Because price bars occur frequently, 1-minute chart traders typically have the opportunity to take more trades per day than larger time frames. With a winning system, more trades mean more profit and faster compounding of the account. With the potential for more activity, a trader who doesn’t have a winning strategy can lose their capital rapidly.

I use a one-minute chart to day trade the EURUSD, for about 1 to 2 hours per day. Here are the strategies and tactics I use.

It’s possible to make several trades within a two-hour window. Nice if you don’t want to spend too many hours in front of your screen.

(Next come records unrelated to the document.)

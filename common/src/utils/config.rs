use config::{Config, ConfigError, Environment, File};
use serde::Deserialize;

#[derive(Clone, Deserialize, Debug)]
#[serde(rename_all = "lowercase")]
pub enum StorageKind {
    Local,
    Memory,
}

fn default_storage_kind() -> StorageKind {
    StorageKind::Local
}

#[derive(Clone, Copy, Deserialize, Debug, PartialEq, Eq)]
#[serde(rename_all = "lowercase")]
pub enum EmbeddingBackend {
    Openai,
    Hashed,
}

fn default_embedding_backend() -> EmbeddingBackend {
    EmbeddingBackend::Openai
}

#[derive(Clone, Deserialize, Debug)]
pub struct AppConfig {
    pub openai_api_key: String,
    pub surrealdb_address: String,
    pub surrealdb_username: String,
    pub surrealdb_password: String,
    pub surrealdb_namespace: String,
    pub surrealdb_database: String,
    pub admin_secret: String,
    #[serde(default = "default_data_dir")]
    pub data_dir: String,
    #[serde(default = "default_credentials_path")]
    pub credentials_path: String,
    pub http_port: u16,
    #[serde(default = "default_base_url")]
    pub openai_base_url: String,
    #[serde(default = "default_query_model")]
    pub query_model: String,
    #[serde(default = "default_embedding_model")]
    pub embedding_model: String,
    #[serde(default = "default_embedding_dimensions")]
    pub embedding_dimensions: u32,
    #[serde(default = "default_embedding_backend")]
    pub embedding_backend: EmbeddingBackend,
    #[serde(default = "default_storage_kind")]
    pub storage: StorageKind,
    #[serde(default = "default_service_timeout_secs")]
    pub service_timeout_secs: u64,
    #[serde(default = "default_upload_max_body_bytes")]
    pub upload_max_body_bytes: usize,
}

fn default_data_dir() -> String {
    "./data".to_string()
}

fn default_credentials_path() -> String {
    "./data/users.json".to_string()
}

fn default_base_url() -> String {
    "https://api.openai.com/v1".to_string()
}

fn default_query_model() -> String {
    "gpt-4o-mini".to_string()
}

fn default_embedding_model() -> String {
    "text-embedding-3-small".to_string()
}

fn default_embedding_dimensions() -> u32 {
    1536
}

fn default_service_timeout_secs() -> u64 {
    30
}

fn default_upload_max_body_bytes() -> usize {
    25 * 1024 * 1024
}

pub fn get_config() -> Result<AppConfig, ConfigError> {
    let config = Config::builder()
        .add_source(File::with_name("config").required(false))
        .add_source(Environment::default())
        .build()?;

    config.try_deserialize()
}

impl Default for AppConfig {
    fn default() -> Self {
        Self {
            openai_api_key: String::new(),
            surrealdb_address: "mem://".to_string(),
            surrealdb_username: "root".to_string(),
            surrealdb_password: "root".to_string(),
            surrealdb_namespace: "svar".to_string(),
            surrealdb_database: "svar".to_string(),
            admin_secret: String::new(),
            data_dir: default_data_dir(),
            credentials_path: default_credentials_path(),
            http_port: 8000,
            openai_base_url: default_base_url(),
            query_model: default_query_model(),
            embedding_model: default_embedding_model(),
            embedding_dimensions: default_embedding_dimensions(),
            embedding_backend: default_embedding_backend(),
            storage: default_storage_kind(),
            service_timeout_secs: default_service_timeout_secs(),
            upload_max_body_bytes: default_upload_max_body_bytes(),
        }
    }
}
use std::{
    collections::BTreeMap,
    io::Write,
    path::{Path, PathBuf},
};

use argon2::{
    password_hash::{rand_core::OsRng, PasswordHash, PasswordHasher, PasswordVerifier, SaltString},
    Argon2,
};
use tokio::sync::Mutex;
use tracing::info;

use crate::error::AppError;

/// Durable username -> password-hash mapping backing all authentication.
///
/// The whole mapping is read, modified and rewritten on every mutation. The
/// mutex serializes those cycles and every write lands through a temp file
/// plus rename, so a concurrent reader never observes a half-written file.
pub struct CredentialStore {
    path: PathBuf,
    lock: Mutex<()>,
}

impl CredentialStore {
    /// Opens the store, creating an empty mapping file if none exists yet.
    pub async fn open(path: impl Into<PathBuf>) -> Result<Self, AppError> {
        let path = path.into();
        if let Some(parent) = path.parent() {
            if !parent.as_os_str().is_empty() {
                tokio::fs::create_dir_all(parent).await?;
            }
        }

        let store = Self {
            path,
            lock: Mutex::new(()),
        };

        let _guard = store.lock.lock().await;
        if !tokio::fs::try_exists(&store.path).await? {
            store.write_map(&BTreeMap::new()).await?;
        }
        drop(_guard);

        Ok(store)
    }

    pub async fn add_user(&self, username: &str, password: &str) -> Result<(), AppError> {
        let hash = hash_password(password).await?;

        let _guard = self.lock.lock().await;
        let mut users = self.read_map().await?;
        if users.contains_key(username) {
            return Err(AppError::AlreadyExists(format!("user '{username}'")));
        }
        users.insert(username.to_owned(), hash);
        self.write_map(&users).await?;

        info!(%username, "stored credentials for new user");
        Ok(())
    }

    pub async fn delete_user(&self, username: &str) -> Result<(), AppError> {
        let _guard = self.lock.lock().await;
        let mut users = self.read_map().await?;
        if users.remove(username).is_none() {
            return Err(AppError::NotFound(format!("user '{username}'")));
        }
        self.write_map(&users).await?;

        info!(%username, "removed user credentials");
        Ok(())
    }

    /// Returns false for unknown usernames as well as wrong passwords, so
    /// callers cannot tell the two apart.
    pub async fn verify(&self, username: &str, password: &str) -> Result<bool, AppError> {
        let stored = {
            let _guard = self.lock.lock().await;
            self.read_map().await?.remove(username)
        };

        match stored {
            Some(hash) => verify_password(password, hash).await,
            None => Ok(false),
        }
    }

    pub async fn list_users(&self) -> Result<Vec<String>, AppError> {
        let _guard = self.lock.lock().await;
        Ok(self.read_map().await?.into_keys().collect())
    }

    async fn read_map(&self) -> Result<BTreeMap<String, String>, AppError> {
        let raw = tokio::fs::read(&self.path).await?;
        Ok(serde_json::from_slice(&raw)?)
    }

    async fn write_map(&self, users: &BTreeMap<String, String>) -> Result<(), AppError> {
        let json = serde_json::to_vec_pretty(users)?;
        let path = self.path.clone();
        let dir = path
            .parent()
            .filter(|parent| !parent.as_os_str().is_empty())
            .unwrap_or_else(|| Path::new("."))
            .to_path_buf();

        tokio::task::spawn_blocking(move || -> Result<(), AppError> {
            let mut file = tempfile::NamedTempFile::new_in(&dir)?;
            file.write_all(&json)?;
            file.persist(&path).map_err(|err| AppError::Io(err.error))?;
            Ok(())
        })
        .await??;

        Ok(())
    }
}

async fn hash_password(password: &str) -> Result<String, AppError> {
    let password = password.to_owned();
    tokio::task::spawn_blocking(move || {
        let salt = SaltString::generate(&mut OsRng);
        Argon2::default()
            .hash_password(password.as_bytes(), &salt)
            .map(|hash| hash.to_string())
            .map_err(|err| AppError::Internal(format!("password hashing failed: {err}")))
    })
    .await?
}

async fn verify_password(password: &str, stored: String) -> Result<bool, AppError> {
    let password = password.to_owned();
    let matches = tokio::task::spawn_blocking(move || {
        PasswordHash::new(&stored)
            .map(|parsed| {
                Argon2::default()
                    .verify_password(password.as_bytes(), &parsed)
                    .is_ok()
            })
            .unwrap_or(false)
    })
    .await?;

    Ok(matches)
}

#[cfg(test)]
mod tests {
    use super::*;

    async fn temp_store() -> (tempfile::TempDir, CredentialStore) {
        let dir = tempfile::tempdir().expect("tempdir");
        let store = CredentialStore::open(dir.path().join("users.json"))
            .await
            .expect("store should open");
        (dir, store)
    }

    #[tokio::test]
    async fn open_creates_empty_mapping_file() {
        let (dir, _store) = temp_store().await;
        let raw = tokio::fs::read_to_string(dir.path().join("users.json"))
            .await
            .expect("file should exist");
        assert_eq!(raw.trim(), "{}");
    }

    #[tokio::test]
    async fn add_then_verify_roundtrip() {
        let (_dir, store) = temp_store().await;

        store.add_user("alice", "pw1").await.expect("add");
        assert!(store.verify("alice", "pw1").await.unwrap());
        assert!(!store.verify("alice", "wrong").await.unwrap());
        assert!(!store.verify("nobody", "pw1").await.unwrap());
    }

    #[tokio::test]
    async fn duplicate_add_keeps_original_hash() {
        let (_dir, store) = temp_store().await;

        store.add_user("alice", "pw1").await.expect("add");
        let err = store.add_user("alice", "pw2").await.unwrap_err();
        assert!(matches!(err, AppError::AlreadyExists(_)));

        // The first password still authenticates, the rejected one does not.
        assert!(store.verify("alice", "pw1").await.unwrap());
        assert!(!store.verify("alice", "pw2").await.unwrap());
    }

    #[tokio::test]
    async fn delete_removes_user_and_second_delete_is_not_found() {
        let (_dir, store) = temp_store().await;

        store.add_user("alice", "pw1").await.expect("add");
        store.add_user("bob", "pw2").await.expect("add");

        store.delete_user("alice").await.expect("delete");
        assert_eq!(store.list_users().await.unwrap(), vec!["bob".to_string()]);
        assert!(!store.verify("alice", "pw1").await.unwrap());

        let err = store.delete_user("alice").await.unwrap_err();
        assert!(matches!(err, AppError::NotFound(_)));
    }

    #[tokio::test]
    async fn mapping_survives_reopen() {
        let dir = tempfile::tempdir().expect("tempdir");
        let path = dir.path().join("users.json");

        let store = CredentialStore::open(path.clone()).await.expect("open");
        store.add_user("alice", "pw1").await.expect("add");
        drop(store);

        let reopened = CredentialStore::open(path.clone()).await.expect("reopen");
        assert!(reopened.verify("alice", "pw1").await.unwrap());
        assert_eq!(
            reopened.list_users().await.unwrap(),
            vec!["alice".to_string()]
        );
    }
}
pub mod credential_store;
pub mod gate;

pub use credential_store::CredentialStore;
pub use gate::AccessGate;
use axum::{extract::State, http::StatusCode, response::IntoResponse, Json};
use common::{
    storage::{collection::ChunkCollection, workspace::collection_name},
    utils::validation::validate_username,
};
use serde::Deserialize;
use serde_json::json;
use std::sync::Arc;
use tracing::{info, warn};

use crate::{api_state::ApiState, error::ApiError};

#[derive(Debug, Deserialize)]
pub struct CreateUserRequest {
    pub username: String,
    pub password: String,
    pub secret: String,
}

pub async fn create_user(
    State(state): State<ApiState>,
    Json(request): Json<CreateUserRequest>,
) -> Result<impl IntoResponse, ApiError> {
    state.gate.authorize_admin(&request.secret)?;
    validate_username(&request.username)?;
    if request.password.is_empty() {
        return Err(ApiError::ValidationError(
            "password must not be empty".to_string(),
        ));
    }

    state
        .credentials
        .add_user(&request.username, &request.password)
        .await?;

    info!(username = %request.username, "Created user");

    Ok((
        StatusCode::OK,
        Json(json!({ "status": "created", "user": request.username })),
    ))
}

#[derive(Debug, Deserialize)]
pub struct DeleteUserRequest {
    pub username: String,
    pub secret: String,
}

/// Deleting a user cascades into their workspace and collection. Both
/// removals are best-effort: a failure is logged and the deletion still
/// succeeds.
pub async fn delete_user(
    State(state): State<ApiState>,
    Json(request): Json<DeleteUserRequest>,
) -> Result<impl IntoResponse, ApiError> {
    state.gate.authorize_admin(&request.secret)?;
    validate_username(&request.username)?;

    state.credentials.delete_user(&request.username).await?;

    if let Err(err) = state.workspace.destroy(&request.username).await {
        warn!(
            username = %request.username,
            error = %err,
            "failed to remove tenant workspace during user deletion"
        );
    }

    let collection = ChunkCollection::open(
        Arc::clone(&state.db),
        Arc::clone(&state.embedder),
        collection_name(&request.username),
    );
    if let Err(err) = collection.destroy().await {
        warn!(
            username = %request.username,
            error = %err,
            "failed to remove tenant collection during user deletion"
        );
    }

    info!(username = %request.username, "Deleted user");

    Ok((
        StatusCode::OK,
        Json(json!({ "status": "deleted", "user": request.username })),
    ))
}

#[derive(Debug, Deserialize)]
pub struct ListUsersRequest {
    pub secret: String,
}

pub async fn list_users(
    State(state): State<ApiState>,
    Json(request): Json<ListUsersRequest>,
) -> Result<impl IntoResponse, ApiError> {
    state.gate.authorize_admin(&request.secret)?;

    let users = state.credentials.list_users().await?;

    Ok((StatusCode::OK, Json(json!({ "users": users }))))
}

With trades based on smaller candles (than the higher time frames) stop losses and profit targets tend to be smaller than those used by higher time frame traders. This doesn’t have to be the case, though. A trader could use a small stop loss on the 1-minute chart and aim for large reward:risk trades. Waiting for larger profits may mean less trades throughout the day.

Because of the potential for small stop losses, position sizes can be very large.

Forex position sizing may require 10, 20, or even 50x leverage…while still keeping risk on the trade to less than 1% of the account balance. Many forex brokers offer 30x to 50x leverage (or more in some countries).

Position sizing for day trading stocks is often (but not always) capped at 4x leverage. This means much of the capital in the account, including the maximum leverage, can quite easily be used even when risking only 1% or 0.5% of the account on a trade (you don’t need to risk that much, you can risk less). One day trading position may use most of the available capital in the account, leaving little for other trading activities, such as swing trades. You can always choose to allocate a specific amount to day trades, and leave the rest of the capital for other trades.

Main takeaway: the 1-minute chart is for people who want to maximize their trading time with more trades and typically large position sizes with small stop losses and profit targets (but targets can be expanded if desired).

5-Minute Chart Time Frame

A 5-minute chart may work well for someone who focuses on bigger intraday trends and doesn’t need to see the open-high-low-close price every minute, but would rather get summary data over 5-minute periods.

If you want to trade on a 5-minute chart, build and test the strategy on a 5-minute chart.

Trading the five-minute requires focus, but less constant attention than the 1-minute chart. Candles are forming every five minutes, so there is more time between data points. If a trader waits for candles to close before acting, this means no action is taken for at least 5-minute intervals, and often longer.

5-minute chart traders tend to trade less than 1-minute chart traders because there are fewer data points (bars/candles) to act on. One or two trades may develop in a two-hour trading window, possibly more, but less than on the 1-minute.

Stop losses and profit targets tend to be larger than on the 1-minute chart. This isn’t good or bad, but it does typically mean fewer trades per day.

Positions sizes are smaller than those on a 1-minute chart because candles are bigger on the 5-minute chart which means likely a greater distance between the chosen entry and exit.

Because position sizes are a bit smaller than the 1-minute chart, traders may be able to have multiple positions at the same time. Again, you can always allocate a specific amount to each day trade to assure there is enough capital for all the positions you wish to take.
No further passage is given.